Content starts
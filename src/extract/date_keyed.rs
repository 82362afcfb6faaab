//! Spreadsheet with one row per month: a date column and a count column,
//! located by their header text (murders, crimes).

use calamine::Data;
use std::collections::BTreeMap;
use tracing::{debug, warn};

use super::{as_count, cell_number, cell_period, cell_text};
use crate::period::Period;
use crate::records::MonthlyCount;

#[derive(Debug, Clone, PartialEq, Eq)]
pub struct DateKeyedLayout {
    pub date_column: String,
    pub value_column: String,
}

impl DateKeyedLayout {
    pub fn new(date_column: impl Into<String>, value_column: impl Into<String>) -> Self {
        Self {
            date_column: date_column.into(),
            value_column: value_column.into(),
        }
    }
}

/// Extracts monthly counts from a sheet whose first non-empty row is the header.
///
/// Rows need both a date cell and a numeric count cell. Months before
/// `floor` are dropped. If a month repeats, the first row wins.
pub fn extract(sheet: &[Vec<Data>], layout: &DateKeyedLayout, floor: Period) -> Vec<MonthlyCount> {
    let Some(header_idx) = sheet
        .iter()
        .position(|row| row.iter().any(|cell| cell_text(cell).is_some()))
    else {
        return Vec::new();
    };
    let header = &sheet[header_idx];

    let find = |name: &str| {
        header
            .iter()
            .position(|cell| cell_text(cell).is_some_and(|text| text == name))
    };
    let (Some(date_col), Some(value_col)) = (find(&layout.date_column), find(&layout.value_column))
    else {
        warn!(
            date_column = %layout.date_column,
            value_column = %layout.value_column,
            "Header columns not found"
        );
        return Vec::new();
    };

    let mut by_period: BTreeMap<Period, u64> = BTreeMap::new();
    let mut dropped = 0usize;

    for row in &sheet[header_idx + 1..] {
        let period = row.get(date_col).and_then(cell_period);
        let count = row.get(value_col).and_then(cell_number).and_then(as_count);
        match (period, count) {
            (Some(period), Some(count)) if period >= floor => {
                by_period.entry(period).or_insert(count);
            }
            (Some(_), Some(_)) => {}
            _ => dropped += 1,
        }
    }

    debug!(kept = by_period.len(), dropped, "Date-keyed sheet extracted");

    by_period
        .into_iter()
        .map(|(period, count)| MonthlyCount { period, count })
        .collect()
}

#[cfg(test)]
mod tests {
    use super::*;

    fn text(s: &str) -> Data {
        Data::String(s.to_string())
    }

    fn layout() -> DateKeyedLayout {
        DateKeyedLayout::new("Month", "Murders")
    }

    fn floor() -> Period {
        Period::new(2015, 1).unwrap()
    }

    #[test]
    fn test_extracts_rows_at_or_after_floor() {
        let sheet = vec![
            vec![text("Month"), text("Murders")],
            vec![Data::Float(41974.0), Data::Float(14.0)], // 2014-12
            vec![Data::Float(42005.0), Data::Float(12.0)], // 2015-01
            vec![text("2015-02-01"), text("9")],
        ];

        let rows = extract(&sheet, &layout(), floor());

        assert_eq!(rows.len(), 2);
        assert_eq!(rows[0].period.to_string(), "2015-01");
        assert_eq!(rows[0].count, 12);
        assert_eq!(rows[1].period.to_string(), "2015-02");
        assert_eq!(rows[1].count, 9);
    }

    #[test]
    fn test_header_may_start_below_blank_rows_and_columns_may_move() {
        let sheet = vec![
            vec![],
            vec![Data::Empty, text("Murders"), text("Notes"), text("Month")],
            vec![Data::Empty, Data::Int(20), text("spike"), text("2016-07-01")],
        ];

        let rows = extract(&sheet, &layout(), floor());

        assert_eq!(rows.len(), 1);
        assert_eq!(rows[0].period.to_string(), "2016-07");
        assert_eq!(rows[0].count, 20);
    }

    #[test]
    fn test_rows_missing_a_cell_are_dropped() {
        let sheet = vec![
            vec![text("Month"), text("Murders")],
            vec![text("2016-01-01")],
            vec![Data::Empty, Data::Float(3.0)],
            vec![text("2016-02-01"), text("unknown")],
            vec![text("2016-03-01"), Data::Float(-4.0)],
            vec![text("2016-04-01"), Data::Float(0.0)],
        ];

        let rows = extract(&sheet, &layout(), floor());

        assert_eq!(rows.len(), 1);
        assert_eq!(rows[0].period.to_string(), "2016-04");
        assert_eq!(rows[0].count, 0);
    }

    #[test]
    fn test_out_of_range_date_cell_drops_only_its_row() {
        let sheet = vec![
            vec![text("Month"), text("Murders")],
            vec![Data::Float(1e15), Data::Float(8.0)],
            vec![Data::Int(i64::MAX), Data::Float(6.0)],
            vec![Data::Float(42005.0), Data::Float(12.0)],
            vec![Data::Float(201502.0), Data::Float(9.0)],
        ];

        let rows = extract(&sheet, &layout(), floor());

        let periods: Vec<String> = rows.iter().map(|r| r.period.to_string()).collect();
        assert_eq!(periods, vec!["2015-01", "2015-02"]);
        assert_eq!(rows[1].count, 9);
    }

    #[test]
    fn test_duplicate_month_keeps_first_and_output_is_sorted() {
        let sheet = vec![
            vec![text("Month"), text("Murders")],
            vec![text("2016-03-01"), Data::Float(5.0)],
            vec![text("2016-01-01"), Data::Float(7.0)],
            vec![text("2016-03-15"), Data::Float(99.0)],
        ];

        let rows = extract(&sheet, &layout(), floor());

        let periods: Vec<String> = rows.iter().map(|r| r.period.to_string()).collect();
        assert_eq!(periods, vec!["2016-01", "2016-03"]);
        assert_eq!(rows[1].count, 5);
    }

    #[test]
    fn test_missing_header_column_yields_nothing() {
        let sheet = vec![
            vec![text("Date"), text("Homicides")],
            vec![text("2016-03-01"), Data::Float(5.0)],
        ];

        assert!(extract(&sheet, &layout(), floor()).is_empty());
        assert!(extract(&[], &layout(), floor()).is_empty());
    }
}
Content ends
# Goal of the exercise:
Across the listing above, count the lines that include "find" and give the figure with no other words.

# Response box:
2